* _DATA FOR THE TASK_
════════════════
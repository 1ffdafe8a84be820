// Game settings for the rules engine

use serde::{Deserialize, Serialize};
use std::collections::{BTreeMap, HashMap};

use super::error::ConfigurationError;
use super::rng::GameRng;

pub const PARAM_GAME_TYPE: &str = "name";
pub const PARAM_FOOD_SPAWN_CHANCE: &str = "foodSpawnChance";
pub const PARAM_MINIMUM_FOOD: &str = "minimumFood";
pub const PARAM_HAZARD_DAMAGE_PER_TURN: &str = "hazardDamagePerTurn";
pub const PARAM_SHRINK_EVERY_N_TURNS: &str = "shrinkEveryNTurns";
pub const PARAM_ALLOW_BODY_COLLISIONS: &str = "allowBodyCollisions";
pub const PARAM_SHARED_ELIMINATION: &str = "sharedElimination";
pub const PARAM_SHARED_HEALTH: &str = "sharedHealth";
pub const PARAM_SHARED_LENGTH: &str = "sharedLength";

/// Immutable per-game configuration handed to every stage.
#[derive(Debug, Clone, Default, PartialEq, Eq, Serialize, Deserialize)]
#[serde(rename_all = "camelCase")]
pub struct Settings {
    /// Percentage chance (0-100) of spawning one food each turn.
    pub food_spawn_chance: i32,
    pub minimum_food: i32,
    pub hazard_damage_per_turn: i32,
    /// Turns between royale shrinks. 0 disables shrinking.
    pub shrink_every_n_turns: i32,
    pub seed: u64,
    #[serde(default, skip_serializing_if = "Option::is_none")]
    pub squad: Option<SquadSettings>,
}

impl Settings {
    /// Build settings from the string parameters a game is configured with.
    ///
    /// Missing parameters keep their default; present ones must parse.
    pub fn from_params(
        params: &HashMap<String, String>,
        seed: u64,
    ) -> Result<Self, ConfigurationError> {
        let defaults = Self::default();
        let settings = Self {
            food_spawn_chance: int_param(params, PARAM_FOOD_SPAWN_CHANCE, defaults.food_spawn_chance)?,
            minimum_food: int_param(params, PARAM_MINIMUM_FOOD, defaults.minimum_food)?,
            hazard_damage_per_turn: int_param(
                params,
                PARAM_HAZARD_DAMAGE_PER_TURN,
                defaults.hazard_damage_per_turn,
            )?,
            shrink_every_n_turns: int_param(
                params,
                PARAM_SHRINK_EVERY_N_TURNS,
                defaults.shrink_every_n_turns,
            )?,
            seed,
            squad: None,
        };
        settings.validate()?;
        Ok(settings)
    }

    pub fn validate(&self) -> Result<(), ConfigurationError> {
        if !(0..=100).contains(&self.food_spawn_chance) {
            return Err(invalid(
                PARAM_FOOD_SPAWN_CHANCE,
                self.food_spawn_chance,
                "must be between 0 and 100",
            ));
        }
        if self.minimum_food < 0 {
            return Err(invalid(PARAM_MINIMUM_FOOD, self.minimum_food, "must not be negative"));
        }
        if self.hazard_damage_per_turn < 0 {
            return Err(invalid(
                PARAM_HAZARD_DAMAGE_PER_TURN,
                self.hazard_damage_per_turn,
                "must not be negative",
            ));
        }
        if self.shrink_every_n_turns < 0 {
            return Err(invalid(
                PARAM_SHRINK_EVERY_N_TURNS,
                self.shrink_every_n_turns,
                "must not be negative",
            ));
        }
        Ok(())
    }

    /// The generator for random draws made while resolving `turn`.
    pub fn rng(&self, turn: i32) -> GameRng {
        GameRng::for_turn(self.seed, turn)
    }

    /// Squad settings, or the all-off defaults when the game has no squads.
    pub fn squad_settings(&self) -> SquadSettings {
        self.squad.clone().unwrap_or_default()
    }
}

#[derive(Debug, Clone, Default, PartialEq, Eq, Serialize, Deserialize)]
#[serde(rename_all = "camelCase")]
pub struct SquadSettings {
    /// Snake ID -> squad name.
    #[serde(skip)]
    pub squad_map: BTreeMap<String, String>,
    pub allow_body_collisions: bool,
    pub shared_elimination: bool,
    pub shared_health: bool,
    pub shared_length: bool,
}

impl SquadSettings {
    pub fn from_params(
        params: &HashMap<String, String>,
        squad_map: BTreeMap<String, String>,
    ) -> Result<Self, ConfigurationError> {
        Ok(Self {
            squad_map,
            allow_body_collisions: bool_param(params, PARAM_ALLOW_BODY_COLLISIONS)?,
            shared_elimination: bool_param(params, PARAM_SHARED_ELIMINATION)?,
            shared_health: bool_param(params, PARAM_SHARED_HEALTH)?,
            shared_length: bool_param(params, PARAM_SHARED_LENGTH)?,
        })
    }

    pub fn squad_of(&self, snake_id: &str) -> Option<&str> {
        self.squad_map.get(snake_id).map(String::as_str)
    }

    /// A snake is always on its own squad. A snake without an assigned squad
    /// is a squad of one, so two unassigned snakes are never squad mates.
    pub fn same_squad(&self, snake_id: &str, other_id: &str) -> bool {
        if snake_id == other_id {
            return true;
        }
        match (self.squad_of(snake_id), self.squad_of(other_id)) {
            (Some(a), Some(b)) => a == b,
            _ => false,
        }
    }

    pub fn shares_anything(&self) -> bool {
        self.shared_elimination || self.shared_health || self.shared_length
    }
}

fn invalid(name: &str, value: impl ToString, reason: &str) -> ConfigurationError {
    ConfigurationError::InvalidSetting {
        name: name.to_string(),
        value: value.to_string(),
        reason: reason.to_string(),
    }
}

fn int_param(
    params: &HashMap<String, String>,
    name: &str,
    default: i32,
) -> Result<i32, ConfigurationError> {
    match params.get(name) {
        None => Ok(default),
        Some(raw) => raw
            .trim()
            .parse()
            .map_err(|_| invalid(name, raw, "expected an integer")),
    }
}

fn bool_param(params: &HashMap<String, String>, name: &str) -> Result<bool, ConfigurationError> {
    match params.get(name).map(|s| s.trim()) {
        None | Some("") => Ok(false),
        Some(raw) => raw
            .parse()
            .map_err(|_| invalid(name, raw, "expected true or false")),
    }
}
════════════════
* _WHAT TO WORK ON_
Reproduce the material precisely, including every line.

* _ANSWER BOX_
repository 1ffdafe8a84be820
// Game settings for the rules engine

use serde::{Deserialize, Serialize};
use std::collections::{BTreeMap, HashMap};

use super::error::ConfigurationError;
use super::rng::GameRng;

pub const PARAM_GAME_TYPE: &str = "name";
pub const PARAM_FOOD_SPAWN_CHANCE: &str = "foodSpawnChance";
pub const PARAM_MINIMUM_FOOD: &str = "minimumFood";
pub const PARAM_HAZARD_DAMAGE_PER_TURN: &str = "hazardDamagePerTurn";
pub const PARAM_SHRINK_EVERY_N_TURNS: &str = "shrinkEveryNTurns";
pub const PARAM_ALLOW_BODY_COLLISIONS: &str = "allowBodyCollisions";
pub const PARAM_SHARED_ELIMINATION: &str = "sharedElimination";
pub const PARAM_SHARED_HEALTH: &str = "sharedHealth";
pub const PARAM_SHARED_LENGTH: &str = "sharedLength";

/// Immutable per-game configuration handed to every stage.
#[derive(Debug, Clone, Default, PartialEq, Eq, Serialize, Deserialize)]
#[serde(rename_all = "camelCase")]
pub struct Settings {
    /// Percentage chance (0-100) of spawning one food each turn.
    pub food_spawn_chance: i32,
    pub minimum_food: i32,
    pub hazard_damage_per_turn: i32,
    /// Turns between royale shrinks. 0 disables shrinking.
    pub shrink_every_n_turns: i32,
    pub seed: u64,
    #[serde(default, skip_serializing_if = "Option::is_none")]
    pub squad: Option<SquadSettings>,
}

impl Settings {
    /// Build settings from the string parameters a game is configured with.
    ///
    /// Missing parameters keep their default; present ones must parse.
    pub fn from_params(
        params: &HashMap<String, String>,
        seed: u64,
    ) -> Result<Self, ConfigurationError> {
        let defaults = Self::default();
        let settings = Self {
            food_spawn_chance: int_param(params, PARAM_FOOD_SPAWN_CHANCE, defaults.food_spawn_chance)?,
            minimum_food: int_param(params, PARAM_MINIMUM_FOOD, defaults.minimum_food)?,
            hazard_damage_per_turn: int_param(
                params,
                PARAM_HAZARD_DAMAGE_PER_TURN,
                defaults.hazard_damage_per_turn,
            )?,
            shrink_every_n_turns: int_param(
                params,
                PARAM_SHRINK_EVERY_N_TURNS,
                defaults.shrink_every_n_turns,
            )?,
            seed,
            squad: None,
        };
        settings.validate()?;
        Ok(settings)
    }

    pub fn validate(&self) -> Result<(), ConfigurationError> {
        if !(0..=100).contains(&self.food_spawn_chance) {
            return Err(invalid(
                PARAM_FOOD_SPAWN_CHANCE,
                self.food_spawn_chance,
                "must be between 0 and 100",
            ));
        }
        if self.minimum_food < 0 {
            return Err(invalid(PARAM_MINIMUM_FOOD, self.minimum_food, "must not be negative"));
        }
        if self.hazard_damage_per_turn < 0 {
            return Err(invalid(
                PARAM_HAZARD_DAMAGE_PER_TURN,
                self.hazard_damage_per_turn,
                "must not be negative",
            ));
        }
        if self.shrink_every_n_turns < 0 {
            return Err(invalid(
                PARAM_SHRINK_EVERY_N_TURNS,
                self.shrink_every_n_turns,
                "must not be negative",
            ));
        }
        Ok(())
    }

    /// The generator for random draws made while resolving `turn`.
    pub fn rng(&self, turn: i32) -> GameRng {
        GameRng::for_turn(self.seed, turn)
    }

    /// Squad settings, or the all-off defaults when the game has no squads.
    pub fn squad_settings(&self) -> SquadSettings {
        self.squad.clone().unwrap_or_default()
    }
}

#[derive(Debug, Clone, Default, PartialEq, Eq, Serialize, Deserialize)]
#[serde(rename_all = "camelCase")]
pub struct SquadSettings {
    /// Snake ID -> squad name.
    #[serde(skip)]
    pub squad_map: BTreeMap<String, String>,
    pub allow_body_collisions: bool,
    pub shared_elimination: bool,
    pub shared_health: bool,
    pub shared_length: bool,
}

impl SquadSettings {
    pub fn from_params(
        params: &HashMap<String, String>,
        squad_map: BTreeMap<String, String>,
    ) -> Result<Self, ConfigurationError> {
        Ok(Self {
            squad_map,
            allow_body_collisions: bool_param(params, PARAM_ALLOW_BODY_COLLISIONS)?,
            shared_elimination: bool_param(params, PARAM_SHARED_ELIMINATION)?,
            shared_health: bool_param(params, PARAM_SHARED_HEALTH)?,
            shared_length: bool_param(params, PARAM_SHARED_LENGTH)?,
        })
    }

    pub fn squad_of(&self, snake_id: &str) -> Option<&str> {
        self.squad_map.get(snake_id).map(String::as_str)
    }

    /// A snake is always on its own squad. A snake without an assigned squad
    /// is a squad of one, so two unassigned snakes are never squad mates.
    pub fn same_squad(&self, snake_id: &str, other_id: &str) -> bool {
        if snake_id == other_id {
            return true;
        }
        match (self.squad_of(snake_id), self.squad_of(other_id)) {
            (Some(a), Some(b)) => a == b,
            _ => false,
        }
    }

    pub fn shares_anything(&self) -> bool {
        self.shared_elimination || self.shared_health || self.shared_length
    }
}

fn invalid(name: &str, value: impl ToString, reason: &str) -> ConfigurationError {
    ConfigurationError::InvalidSetting {
        name: name.to_string(),
        value: value.to_string(),
        reason: reason.to_string(),
    }
}

fn int_param(
    params: &HashMap<String, String>,
    name: &str,
    default: i32,
) -> Result<i32, ConfigurationError> {
    match params.get(name) {
        None => Ok(default),
        Some(raw) => raw
            .trim()
            .parse()
            .map_err(|_| invalid(name, raw, "expected an integer")),
    }
}

fn bool_param(params: &HashMap<String, String>, name: &str) -> Result<bool, ConfigurationError> {
    match params.get(name).map(|s| s.trim()) {
        None | Some("") => Ok(false),
        Some(raw) => raw
            .parse()
            .map_err(|_| invalid(name, raw, "expected true or false")),
    }
}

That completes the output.